(WHAT TO WORK ON) Copy out each line of the data that includes the string "extension".

(Dataset entries)
--- START ---
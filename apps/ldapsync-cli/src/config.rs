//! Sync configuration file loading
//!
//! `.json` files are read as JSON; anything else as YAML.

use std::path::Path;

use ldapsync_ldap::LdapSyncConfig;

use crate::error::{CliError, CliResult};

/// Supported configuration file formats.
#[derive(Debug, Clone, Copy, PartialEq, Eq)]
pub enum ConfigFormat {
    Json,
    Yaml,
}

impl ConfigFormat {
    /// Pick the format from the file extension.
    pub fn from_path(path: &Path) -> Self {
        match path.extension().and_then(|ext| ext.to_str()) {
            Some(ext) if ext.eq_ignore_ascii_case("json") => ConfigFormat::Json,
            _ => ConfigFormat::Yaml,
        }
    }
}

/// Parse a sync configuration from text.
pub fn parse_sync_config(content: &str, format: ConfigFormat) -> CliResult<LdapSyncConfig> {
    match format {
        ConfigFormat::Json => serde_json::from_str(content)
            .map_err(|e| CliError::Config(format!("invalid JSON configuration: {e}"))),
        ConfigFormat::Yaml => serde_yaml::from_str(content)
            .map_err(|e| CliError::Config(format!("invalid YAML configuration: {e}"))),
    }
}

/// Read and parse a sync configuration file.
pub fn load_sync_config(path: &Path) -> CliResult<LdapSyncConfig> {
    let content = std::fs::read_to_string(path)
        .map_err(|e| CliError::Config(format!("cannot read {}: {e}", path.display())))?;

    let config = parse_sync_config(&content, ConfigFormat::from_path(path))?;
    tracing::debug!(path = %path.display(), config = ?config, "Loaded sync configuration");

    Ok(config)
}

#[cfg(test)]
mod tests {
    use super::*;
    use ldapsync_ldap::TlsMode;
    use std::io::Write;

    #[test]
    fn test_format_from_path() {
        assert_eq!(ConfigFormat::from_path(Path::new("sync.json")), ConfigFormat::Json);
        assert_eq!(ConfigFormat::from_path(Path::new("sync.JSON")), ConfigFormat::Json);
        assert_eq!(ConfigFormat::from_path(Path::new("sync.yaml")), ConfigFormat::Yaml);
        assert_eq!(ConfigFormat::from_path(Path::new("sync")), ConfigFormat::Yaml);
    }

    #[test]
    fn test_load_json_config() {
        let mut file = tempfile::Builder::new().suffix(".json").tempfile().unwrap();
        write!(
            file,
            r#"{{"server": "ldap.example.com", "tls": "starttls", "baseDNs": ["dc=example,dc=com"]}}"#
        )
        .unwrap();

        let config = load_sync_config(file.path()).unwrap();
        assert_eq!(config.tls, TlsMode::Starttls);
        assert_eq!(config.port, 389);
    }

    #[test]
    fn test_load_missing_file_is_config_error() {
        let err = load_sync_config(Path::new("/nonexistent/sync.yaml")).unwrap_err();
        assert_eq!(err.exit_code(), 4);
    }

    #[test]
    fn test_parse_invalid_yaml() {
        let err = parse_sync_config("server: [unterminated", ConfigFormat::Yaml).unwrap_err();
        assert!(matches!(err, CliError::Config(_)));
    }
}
--- END ---
(REPLY TO THE EXERCISE)
    /// Pick the format from the file extension.
        match path.extension().and_then(|ext| ext.to_str()) {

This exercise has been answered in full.